Kenya’s tenacious trade squabble with neighbors may be the reason behind the region’s inter-country diisputes, which could require political solutions.
Two of Kenya’s next-door neighbors, Somalia and Tanzania, have stalled business ventures for Kenyans over an alleged bad policy by Nairobi.
Tanzania called off landing rights for three more airlines, Air Kenya, Fly540, and Safarilink Aviation after Kenya insisted Tanzanians arriving in the country must be put in isolation for 14 days.
The bygone of miraa ban also resumed last week after a delegation of farmers’ representatives returned empty-handed, causing tension between Kenya and Somalia. The representative had traveled to seek an audience with Somalia officials only to meet a list of demands, which included a tax charge of $4 per kilo.
In the list of demand, the Somali officials also wanted Kenya to treat it as an equal partner, stop violating Somali airspace, and that it should allow in Somalia goods including fish, rice, sugar, honey, meat, and milk. But the miraa tale has always been political.
The farmers were told that they will not sell miraa in Somalia unless the Kenyan authorities allow in Somalia flights from Mogadishu without a stop at Wajir for security checks.
A number of diplomats in Nairobi have said that the demands given to the farmers were ridiculous considering that Somalia’s Foreign Minister Ahmed Isse Awad was in Nairobi for a series of bilateral meetings but never raised them.
Reportedly there is no communication problem between Somalia and Kenya and to conflate issues of security and trade is not an idea either side wants. A source familiar to the issues says that there has never been any problem because whenever bilateral issues come up, they often sit down to discuss them.

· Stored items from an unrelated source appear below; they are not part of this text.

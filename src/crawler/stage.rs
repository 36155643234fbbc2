//! Plumbing shared by the pipeline stages
//!
//! Every stage is a pool of tasks draining one bounded channel. A broadcast
//! quit signal is observed at every point where a worker can block.

use crate::client::{Client, ResponsePool};
use crate::config::CrawlerConfig;
use crate::crawler::controller::{Controller, Link};
use crate::queue::WaitQueue;
use crate::ratelimit::RateLimiter;
use crate::store::{StoreError, StoreResult, UrlStore};
use dashmap::DashSet;
use std::future::Future;
use std::sync::Arc;
use tokio::sync::{mpsc, watch, Mutex};
use tokio::task::JoinHandle;

/// Receiver shared by the workers of one stage
pub(crate) type SharedReceiver<T> = Arc<Mutex<mpsc::Receiver<T>>>;

/// Work for the scheduler stage
#[derive(Debug, Clone, PartialEq, Eq)]
pub(crate) enum SchedMsg {
    /// A record was just created
    New(String),

    /// A fetch completed and its response was handled
    Fetched(String),

    /// A fetch failed
    Failed(String),

    /// The controller cancelled the request
    Cancelled(String),
}

/// Links found on one page, on their way to the filter
#[derive(Debug)]
pub(crate) struct Batch {
    /// Request URL of the page
    pub source: String,
    pub links: Vec<Link>,
}

/// State every worker can reach
pub(crate) struct Shared {
    pub config: CrawlerConfig,
    pub default_charset: String,
    pub controller: Arc<dyn Controller>,
    pub store: Arc<dyn UrlStore>,
    pub client: Arc<dyn Client>,
    pub queue: Arc<WaitQueue>,
    pub limiter: RateLimiter,
    pub responses: ResponsePool,

    /// Set once to stop every worker
    pub quit: watch::Sender<bool>,

    /// Set by the scheduler when the store reports the crawl finished
    pub finished: watch::Sender<bool>,

    /// URLs dropped after the store failed to retire them
    pub abandoned: DashSet<String>,
}

impl Shared {
    /// Whether every known URL is done or was dropped on a store failure
    pub fn is_finished(&self) -> StoreResult<bool> {
        if self.abandoned.is_empty() {
            return self.store.is_finished();
        }
        let stats = self.store.stats()?;
        Ok(stats.done + self.abandoned.len() as u64 >= stats.known)
    }

    /// Flags the crawl finished if every known URL is done
    pub fn check_finished(&self) {
        match self.is_finished() {
            Ok(true) => {
                self.finished.send_replace(true);
            }
            Ok(false) => {}
            Err(e) => tracing::error!("Failed to check crawl completion: {}", e),
        }
    }

    /// Marks a URL done so it is never scheduled again
    ///
    /// Stages also retire a URL whose record they failed to update. If the
    /// store cannot record that either, the URL is remembered as abandoned so
    /// the crawl can still finish.
    pub fn retire(&self, loc: &str) {
        match self.store.update_func(loc, &mut |record| record.done = true) {
            Ok(()) => {}
            Err(StoreError::NotFound(_)) => {
                tracing::error!("Cannot retire unknown URL {}", loc);
            }
            Err(e) => {
                tracing::error!("Failed to retire {}, abandoning it: {}", loc, e);
                self.abandoned.insert(loc.to_string());
            }
        }
        self.check_finished();
    }
}

/// Resolves once quit is signalled or the signal can no longer be sent
pub(crate) async fn quit_signalled(quit: &mut watch::Receiver<bool>) {
    let _ = quit.wait_for(|stop| *stop).await;
}

/// Sends `item` downstream unless quit is signalled first
///
/// Returns false if the item was not delivered.
pub(crate) async fn forward<T>(
    tx: &mpsc::Sender<T>,
    item: T,
    quit: &mut watch::Receiver<bool>,
) -> bool {
    tokio::select! {
        sent = tx.send(item) => sent.is_ok(),
        _ = quit_signalled(quit) => false,
    }
}

/// Takes the next item of a stage, or `None` once the stage should exit
pub(crate) async fn next<T>(
    rx: &SharedReceiver<T>,
    quit: &mut watch::Receiver<bool>,
) -> Option<T> {
    if *quit.borrow() {
        return None;
    }
    tokio::select! {
        item = async { rx.lock().await.recv().await } => item,
        _ = quit_signalled(quit) => None,
    }
}

/// Spawns `n` workers running `work(worker_id)`
pub(crate) fn spawn_workers<F, Fut>(name: &'static str, n: usize, work: F) -> Vec<JoinHandle<()>>
where
    F: Fn(usize) -> Fut,
    Fut: Future<Output = ()> + Send + 'static,
{
    (0..n)
        .map(|id| {
            let fut = work(id);
            tokio::spawn(async move {
                fut.await;
                tracing::debug!("{} worker {} exited", name, id);
            })
        })
        .collect()
}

Nairobi has had a month-long standoff with Tanzania, which has led some analysts to think the region, despite having integration blocs, may be harboring different ambitions.
The current Somalia government is allegedly felt to be full of itself and does not need Kenya and Africa maybe because ostensibly global powers are looking at Somalia’s rich natural resources. East African Community on the other hand is too focused on trade and security issues but is poor in disaster management, which may explain the disjointed manner of dealing with Covid-19.
It is said that the best way to overcome these hiccups is to expand interests beyond domestic and regional ones and view the international system as a whole by seeking policies that would benefit the region because the strengthening of a common identity is the only way the African dream of integration and prosperity can be achieved.